Summary
This narrative review examines polymeric nanoparticles as a platform technology for improving cancer immunotherapy outcomes. The authors discuss design strategies for developing PNPs to deliver immune modulators and antigens, and elucidate mechanisms—including tumour microenvironment remodelling and prolonged drug release—by which nanotechnology addresses key challenges such as poor tumour penetration, immune resistance, and off-target effects.
UK applicability
As a review of nanoparticle engineering for cancer treatment, findings are relevant to UK pharmaceutical and biomedical research communities and regulatory frameworks (MHRA, NICE) governing nanotherapeutic approval.
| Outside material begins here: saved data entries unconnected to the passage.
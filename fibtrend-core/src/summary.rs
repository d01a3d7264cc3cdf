//! Indicator histories for a visible window of candles, and min-max scaling
//! for plotting them on a shared axis.

use serde::{Deserialize, Serialize};

use crate::engine::Analysis;

/// ADX, slope and GOG over an index window, aligned with `timestamps`.
#[derive(Debug, Clone, PartialEq, Default, Serialize, Deserialize)]
pub struct IndicatorHistory {
    pub timestamps: Vec<i64>,
    pub adx: Vec<Option<f64>>,
    pub slope: Vec<Option<f64>>,
    pub gog: Vec<Option<f64>>,
}

impl IndicatorHistory {
    /// Histories for indices `start..=end`, clamped to the analysis.
    ///
    /// An empty analysis or `start > end` gives an empty history.
    pub fn from_window(analysis: &Analysis, start: usize, end: usize) -> Self {
        let Some(last) = analysis.len().checked_sub(1) else {
            return Self::default();
        };
        let end = end.min(last);
        if start > end {
            return Self::default();
        }

        let window = &analysis.candles[start..=end];
        Self {
            timestamps: window.iter().map(|c| c.timestamp()).collect(),
            adx: window.iter().map(|c| c.indicators.adx).collect(),
            slope: window.iter().map(|c| c.indicators.slope).collect(),
            gog: window.iter().map(|c| c.indicators.gog).collect(),
        }
    }

    /// The whole series.
    pub fn full(analysis: &Analysis) -> Self {
        Self::from_window(analysis, 0, usize::MAX)
    }

    pub fn len(&self) -> usize {
        self.timestamps.len()
    }

    pub fn is_empty(&self) -> bool {
        self.timestamps.is_empty()
    }

    /// Every series scaled to [0, 1] independently.
    pub fn normalized(&self) -> Self {
        Self {
            timestamps: self.timestamps.clone(),
            adx: normalize(&self.adx),
            slope: normalize(&self.slope),
            gog: normalize(&self.gog),
        }
    }
}

/// Min-max scale the defined values of `series` to [0, 1].
///
/// With fewer than two defined values every entry maps to 0.5, undefined ones
/// included. Otherwise undefined entries stay undefined, and a constant series
/// maps its defined entries to 0.5.
pub fn normalize(series: &[Option<f64>]) -> Vec<Option<f64>> {
    let defined: Vec<f64> = series.iter().flatten().copied().collect();
    if defined.len() < 2 {
        return vec![Some(0.5); series.len()];
    }

    let min = defined.iter().copied().fold(f64::INFINITY, f64::min);
    let max = defined.iter().copied().fold(f64::NEG_INFINITY, f64::max);
    let span = max - min;

    series
        .iter()
        .map(|v| {
            v.map(|x| if span > 0.0 { (x - min) / span } else { 0.5 })
        })
        .collect()
}

#[cfg(test)]
mod tests {
    use super::*;
    use crate::engine::analyze;
    use crate::indicators::{assert_approx, make_candles, DEFAULT_EPSILON};
    use crate::params::EngineConfig;

    fn sample_analysis() -> Analysis {
        let closes: Vec<f64> = (0..40).map(|i| 100.0 + i as f64 * 0.5).collect();
        analyze(&make_candles(&closes), &EngineConfig::default()).unwrap()
    }

    #[test]
    fn window_is_inclusive_and_clamped() {
        let analysis = sample_analysis();
        let history = IndicatorHistory::from_window(&analysis, 10, 19);
        assert_eq!(history.len(), 10);
        assert_eq!(history.timestamps[0], analysis.candles[10].timestamp());

        let clamped = IndicatorHistory::from_window(&analysis, 30, 500);
        assert_eq!(clamped.len(), 10);
        assert_eq!(IndicatorHistory::full(&analysis).len(), 40);
    }

    #[test]
    fn inverted_or_empty_window() {
        let analysis = sample_analysis();
        assert!(IndicatorHistory::from_window(&analysis, 20, 5).is_empty());
        assert!(IndicatorHistory::from_window(&analysis, 45, 50).is_empty());
        assert!(IndicatorHistory::from_window(&Analysis::default(), 0, 10).is_empty());
    }

    #[test]
    fn window_keeps_warmup_undefined() {
        let analysis = sample_analysis();
        let history = IndicatorHistory::from_window(&analysis, 0, 20);
        assert!(history.adx[..14].iter().all(Option::is_none));
        assert!(history.adx[14].is_some());
    }

    #[test]
    fn normalize_scales_defined_values() {
        let result = normalize(&[None, Some(2.0), Some(4.0), Some(3.0)]);
        assert_eq!(result[0], None);
        assert_approx(result[1].unwrap(), 0.0, DEFAULT_EPSILON);
        assert_approx(result[2].unwrap(), 1.0, DEFAULT_EPSILON);
        assert_approx(result[3].unwrap(), 0.5, DEFAULT_EPSILON);
    }

    #[test]
    fn normalize_degenerate_series() {
        assert_eq!(normalize(&[None, None, Some(7.0)]), vec![Some(0.5); 3]);
        assert_eq!(normalize(&[None, None]), vec![Some(0.5); 2]);
        // two defined values: undefined entries stay undefined
        assert_eq!(normalize(&[None, Some(3.0), Some(3.0)]), vec![None, Some(0.5), Some(0.5)]);
        assert_eq!(normalize(&[Some(3.0), Some(3.0)]), vec![Some(0.5), Some(0.5)]);
        assert!(normalize(&[]).is_empty());
    }

    #[test]
    fn normalized_history_stays_in_unit_range() {
        let history = IndicatorHistory::full(&sample_analysis()).normalized();
        for v in history.adx.iter().chain(&history.slope).chain(&history.gog).flatten() {
            assert!((0.0..=1.0).contains(v));
        }
    }
}
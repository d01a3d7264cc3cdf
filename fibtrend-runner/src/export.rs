//! Export: JSON, CSV and Markdown artifacts for an analysis report.
//!
//! - **JSON**: the full `AnalysisReport` with schema versioning, plus a
//!   signals-only document for downstream consumers
//! - **CSV**: one row per annotated candle, and one row per signal
//! - **Markdown**: a short human-readable summary
//!
//! Reports carry a `schema_version` field. Newer versions are rejected on load.

use std::path::{Path, PathBuf};

use chrono::{DateTime, Utc};
use thiserror::Error;

use fibtrend_core::{AnnotatedCandle, Signal};

use crate::runner::{AnalysisReport, SCHEMA_VERSION};

/// Errors from writing or reading artifacts.
#[derive(Debug, Error)]
pub enum ExportError {
    #[error("failed to access {path}: {source}")]
    Io {
        path: PathBuf,
        #[source]
        source: std::io::Error,
    },

    #[error("CSV error: {0}")]
    Csv(#[from] csv::Error),

    #[error("JSON error: {0}")]
    Json(#[from] serde_json::Error),

    #[error("CSV output is not valid UTF-8")]
    Utf8(#[from] std::string::FromUtf8Error),

    #[error("unsupported schema version {found} (max supported: {max})")]
    UnsupportedSchema { found: u32, max: u32 },
}

fn io_error(path: &Path) -> impl FnOnce(std::io::Error) -> ExportError + '_ {
    move |source| ExportError::Io {
        path: path.to_path_buf(),
        source,
    }
}

/// Millisecond timestamp as RFC 3339, or empty if out of range.
fn datetime(ts: i64) -> String {
    DateTime::<Utc>::from_timestamp_millis(ts)
        .map(|dt| dt.to_rfc3339())
        .unwrap_or_default()
}

fn opt(value: Option<f64>) -> String {
    value.map(|v| format!("{v:.6}")).unwrap_or_default()
}

fn csv_into_string(wtr: csv::Writer<Vec<u8>>) -> Result<String, ExportError> {
    let data = wtr
        .into_inner()
        .map_err(|e| csv::Error::from(e.into_error()))?;
    Ok(String::from_utf8(data)?)
}

// ─── JSON ───────────────────────────────────────────────────────────

/// Serialize a report to pretty JSON.
pub fn export_json(report: &AnalysisReport) -> Result<String, ExportError> {
    Ok(serde_json::to_string_pretty(report)?)
}

/// Deserialize a report, rejecting schema versions newer than this build.
pub fn import_json(json: &str) -> Result<AnalysisReport, ExportError> {
    let report: AnalysisReport = serde_json::from_str(json)?;
    if report.schema_version > SCHEMA_VERSION {
        return Err(ExportError::UnsupportedSchema {
            found: report.schema_version,
            max: SCHEMA_VERSION,
        });
    }
    Ok(report)
}

/// Signals as a pretty JSON array, in the order given.
pub fn signals_json(signals: &[Signal]) -> Result<String, ExportError> {
    Ok(serde_json::to_string_pretty(signals)?)
}

// ─── CSV ────────────────────────────────────────────────────────────

/// Annotated candles as CSV.
///
/// Columns: timestamp, datetime, open, high, low, close, volume, adx, slope,
/// gog, is_swing_high, is_swing_low. Warm-up indicator cells are empty.
pub fn annotated_csv(candles: &[AnnotatedCandle]) -> Result<String, ExportError> {
    let mut wtr = csv::Writer::from_writer(vec![]);
    wtr.write_record([
        "timestamp",
        "datetime",
        "open",
        "high",
        "low",
        "close",
        "volume",
        "adx",
        "slope",
        "gog",
        "is_swing_high",
        "is_swing_low",
    ])?;

    for a in candles {
        let c = &a.candle;
        wtr.write_record([
            &c.timestamp.to_string(),
            &datetime(c.timestamp),
            &c.open.to_string(),
            &c.high.to_string(),
            &c.low.to_string(),
            &c.close.to_string(),
            &c.volume.to_string(),
            &opt(a.indicators.adx),
            &opt(a.indicators.slope),
            &opt(a.indicators.gog),
            &a.is_swing_high.to_string(),
            &a.is_swing_low.to_string(),
        ])?;
    }

    csv_into_string(wtr)
}

/// Signals as CSV.
///
/// Columns: timestamp, datetime, type, price, sl, tp1, tp2, tp3, reason
pub fn signals_csv(signals: &[Signal]) -> Result<String, ExportError> {
    let mut wtr = csv::Writer::from_writer(vec![]);
    wtr.write_record([
        "timestamp",
        "datetime",
        "type",
        "price",
        "sl",
        "tp1",
        "tp2",
        "tp3",
        "reason",
    ])?;

    for s in signals {
        wtr.write_record([
            &s.timestamp.to_string(),
            &datetime(s.timestamp),
            &s.kind.to_string(),
            &format!("{:.6}", s.price),
            &format!("{:.6}", s.sl),
            &format!("{:.6}", s.tp1),
            &format!("{:.6}", s.tp2),
            &format!("{:.6}", s.tp3),
            &s.reason,
        ])?;
    }

    csv_into_string(wtr)
}

// ─── Files ──────────────────────────────────────────────────────────

/// Write `contents` to `path`, creating parent directories.
pub fn write_file(path: &Path, contents: &str) -> Result<(), ExportError> {
    if let Some(parent) = path.parent().filter(|p| !p.as_os_str().is_empty()) {
        std::fs::create_dir_all(parent).map_err(io_error(parent))?;
    }
    std::fs::write(path, contents).map_err(io_error(path))
}

/// Save the full artifact set for one report.
///
/// Creates `{symbol}_{timestamp}/` under `output_dir` containing:
/// - `report.json`: the full report
/// - `candles.csv`: annotated candles
/// - `signals.csv`: signals, most recent first
/// - `summary.md`: the Markdown summary
///
/// Returns the created directory.
pub fn save_artifacts(report: &AnalysisReport, output_dir: &Path) -> Result<PathBuf, ExportError> {
    let dirname = format!(
        "{}_{}",
        report.symbol,
        chrono::Local::now().format("%Y%m%d_%H%M%S")
    );
    let run_dir = output_dir.join(dirname);
    std::fs::create_dir_all(&run_dir).map_err(io_error(&run_dir))?;

    write_file(&run_dir.join("report.json"), &export_json(report)?)?;
    write_file(
        &run_dir.join("candles.csv"),
        &annotated_csv(&report.analysis.candles)?,
    )?;
    write_file(&run_dir.join("signals.csv"), &signals_csv(&report.signals)?)?;
    write_file(&run_dir.join("summary.md"), &markdown_summary(report))?;

    Ok(run_dir)
}

/// Load a report from an artifact directory.
pub fn load_artifacts(dir: &Path) -> Result<AnalysisReport, ExportError> {
    let path = dir.join("report.json");
    let json = std::fs::read_to_string(&path).map_err(io_error(&path))?;
    import_json(&json)
}

// ─── Markdown ───────────────────────────────────────────────────────

/// Human-readable summary of a report.
pub fn markdown_summary(report: &AnalysisReport) -> String {
    let mut md = String::new();
    let p = &report.config.indicators;

    md.push_str(&format!("# {} analysis\n\n", report.symbol));
    md.push_str(&format!(
        "- Candles: {} (warm-up {})\n",
        report.candle_count, report.warmup
    ));
    md.push_str(&format!("- Config: `{}`\n", &report.config_hash));
    md.push_str(&format!("- Dataset: `{}`\n\n", &report.dataset_hash));

    md.push_str("## Parameters\n\n");
    md.push_str("| Parameter | Value |\n| --- | ---: |\n");
    md.push_str(&format!("| ADX period | {} |\n", p.adx_period));
    md.push_str(&format!("| ADX threshold | {:.1} |\n", p.adx_threshold));
    md.push_str(&format!(
        "| Slope window / smoothing | {} / {} |\n",
        p.slope_window, p.slope_smooth
    ));
    md.push_str(&format!("| GOG span | {} |\n", p.gog_span));
    md.push_str(&format!(
        "| Swing window | {} / {} |\n",
        p.swing_left, p.swing_right
    ));
    md.push_str(&format!(
        "| Retracement | {:.3} to {:.3} |\n\n",
        p.fibo_retr_low, p.fibo_retr_high
    ));

    md.push_str("## Latest\n\n");
    match &report.latest {
        Some(rec) => {
            let cell = |v: Option<f64>| v.map(|v| format!("{v:.4}")).unwrap_or_else(|| "-".into());
            md.push_str(&format!(
                "ADX {} / slope {} / GOG {}\n\n",
                cell(rec.adx),
                cell(rec.slope),
                cell(rec.gog)
            ));
        }
        None => md.push_str("No candles.\n\n"),
    }
    if let Some(zone) = &report.latest_zone {
        let (lo, hi) = zone.bounds();
        md.push_str(&format!(
            "Zone: {:?} leg, [{lo:.4}, {hi:.4}]\n\n",
            zone.leg
        ));
    }

    md.push_str(&format!("## Signals ({})\n\n", report.signals.len()));
    if report.signals.is_empty() {
        md.push_str("None.\n");
        return md;
    }
    md.push_str("| Time | Type | Price | SL | TP1 | TP2 | TP3 |\n");
    md.push_str("| --- | --- | ---: | ---: | ---: | ---: | ---: |\n");
    for s in &report.signals {
        md.push_str(&format!(
            "| {} | {} | {:.4} | {:.4} | {:.4} | {:.4} | {:.4} |\n",
            datetime(s.timestamp),
            s.kind,
            s.price,
            s.sl,
            s.tp1,
            s.tp2,
            s.tp3
        ));
    }
    md
}
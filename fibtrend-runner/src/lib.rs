//! FibTrend Runner: analysis orchestration on top of `fibtrend-core`.
//!
//! This crate provides:
//! - TOML config files for indicator parameters and trade targets
//! - Candle feeds from chart JSON, candle JSON and CSV
//! - Single and batch analysis runs with provenance hashes
//! - Publish-on-completion slots holding the latest good result per symbol
//! - JSON, CSV and Markdown export

pub mod batch;
pub mod config;
pub mod export;
pub mod feed;
pub mod publish;
pub mod runner;

pub use batch::{run_batch, run_batch_with, BatchJob, BatchOutcome};
pub use config::{load_config, load_or_default, parse_config, to_toml, ConfigError};
pub use export::{annotated_csv, signals_csv, signals_json, ExportError};
pub use feed::{load_candles, parse_chart_json, FeedError};
pub use publish::{AnalysisSlot, SlotBoard};
pub use runner::{
    analyze_candles, run_analysis, AnalysisReport, AnalysisRequest, RunError, SCHEMA_VERSION,
};
//! FibTrend Core: indicator and signal engine for candle series.
//!
//! This crate is a pure function of (candles, configuration):
//! - Domain types (candles, indicator records, annotated candles, signals)
//! - ADX, smoothed regression slope and GOG indicators
//! - Swing detection with look-back and look-ahead windows
//! - Fibonacci retracement zones between confirmed swings
//! - BUY/SELL synthesis with stop-loss and three take-profit targets
//!
//! It performs no I/O and keeps no state between calls.

pub mod domain;
pub mod engine;
pub mod error;
pub mod fibonacci;
pub mod fingerprint;
pub mod indicators;
pub mod params;
pub mod summary;
pub mod swing;
pub mod synthesis;

pub use domain::{AnnotatedCandle, Candle, IndicatorRecord, Signal, SignalKind};
pub use engine::{analyze, Analysis};
pub use error::EngineError;
pub use fibonacci::{FiboZone, Leg};
pub use params::{EngineConfig, IndicatorParams, ParamsError, TradeTargets};
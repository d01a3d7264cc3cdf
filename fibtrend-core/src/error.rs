//! Errors that make the engine refuse a call.
//!
//! Too little data is not an error: it shows up as `None` indicator values and
//! an empty signal list.

use thiserror::Error;

use crate::params::ParamsError;

#[derive(Debug, Clone, Error, PartialEq)]
pub enum EngineError {
    #[error("candle {index} is malformed: {reason}")]
    InvalidCandle { index: usize, reason: String },

    #[error("candle {index}: timestamp {current} is not after previous timestamp {previous}")]
    NonMonotonicTimestamp {
        index: usize,
        previous: i64,
        current: i64,
    },

    #[error("invalid parameters: {0}")]
    InvalidParams(#[from] ParamsError),
}
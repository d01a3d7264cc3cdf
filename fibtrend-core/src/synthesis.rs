//! Signal synthesis: combines trend strength, slope, acceleration and the
//! Fibonacci zone into BUY/SELL events.
//!
//! Each index is evaluated on its own. A BUY needs every one of:
//! ADX ≥ threshold, slope > 0, GOG > 0, an up-leg zone, close inside the zone.
//! A SELL mirrors it on a down-leg with slope < 0 and GOG < 0. BUY is checked
//! first, so an index yields at most one signal.

use crate::domain::{Candle, IndicatorRecord, Signal, SignalKind};
use crate::fibonacci::{FiboZone, Leg};
use crate::params::EngineConfig;

/// Evaluate the entry rules at a single candle.
///
/// Returns `None` when any indicator is still warming up, when no zone is in
/// effect, or when the conditions do not line up.
pub fn evaluate_at(
    candle: &Candle,
    record: &IndicatorRecord,
    zone: Option<&FiboZone>,
    config: &EngineConfig,
) -> Option<Signal> {
    let (adx, slope, gog) = (record.adx?, record.slope?, record.gog?);
    let zone = zone?;

    if adx < config.indicators.adx_threshold || !zone.contains(candle.close) {
        return None;
    }

    let kind = match zone.leg {
        Leg::Up if slope > 0.0 && gog > 0.0 => SignalKind::Buy,
        Leg::Down if slope < 0.0 && gog < 0.0 => SignalKind::Sell,
        _ => return None,
    };

    Some(build_signal(candle, kind, zone, adx, slope, gog, config))
}

fn build_signal(
    candle: &Candle,
    kind: SignalKind,
    zone: &FiboZone,
    adx: f64,
    slope: f64,
    gog: f64,
    config: &EngineConfig,
) -> Signal {
    let entry = candle.close;
    let range = zone.range();
    let dir = kind.sign();
    let buffer = config.targets.stop_buffer * range;
    let [m1, m2, m3] = config.targets.tp_multipliers;

    let sl = zone.anchor().price - dir * buffer;
    let (lo, hi) = zone.bounds();
    let leg = match zone.leg {
        Leg::Up => "up-leg",
        Leg::Down => "down-leg",
    };
    let direction = match kind {
        SignalKind::Buy => "rising",
        SignalKind::Sell => "falling",
    };

    Signal {
        timestamp: candle.timestamp,
        kind,
        price: entry,
        reason: format!(
            "ADX {adx:.1} >= {:.1}, slope {slope:.4} and GOG {gog:.4} {direction}, \
             close in {leg} retracement [{lo:.4}, {hi:.4}]",
            config.indicators.adx_threshold
        ),
        sl,
        tp1: entry + dir * range * m1,
        tp2: entry + dir * range * m2,
        tp3: entry + dir * range * m3,
    }
}

/// Evaluate every index and collect the signals in candle order.
///
/// `records` and `zones` must be index-aligned with `candles`.
pub fn synthesize(
    candles: &[Candle],
    records: &[IndicatorRecord],
    zones: &[Option<FiboZone>],
    config: &EngineConfig,
) -> Vec<Signal> {
    debug_assert_eq!(candles.len(), records.len());
    debug_assert_eq!(candles.len(), zones.len());

    candles
        .iter()
        .zip(records)
        .zip(zones)
        .filter_map(|((candle, record), zone)| {
            evaluate_at(candle, record, zone.as_ref(), config)
        })
        .collect()
}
Direct applicability to farming systems or soil health is absent.
Key measures
Mechanisms of PNP-mediated immunotherapy efficacy, tumour microenvironment modification, immunological activation, and therapeutic agent release kinetics (specific quantitative metrics not detailed in abstract)
Outcomes reported
The review summarises design and development approaches for polymeric nanoparticles (PNPs) in delivering immunotherapeutics, antigens, and bioactive compounds to enhance cancer treatment efficacy and specificity. It describes mechanisms by which PNPs modify the tumour microenvironment, activate immune responses, and enable prolonged therapeutic agent release.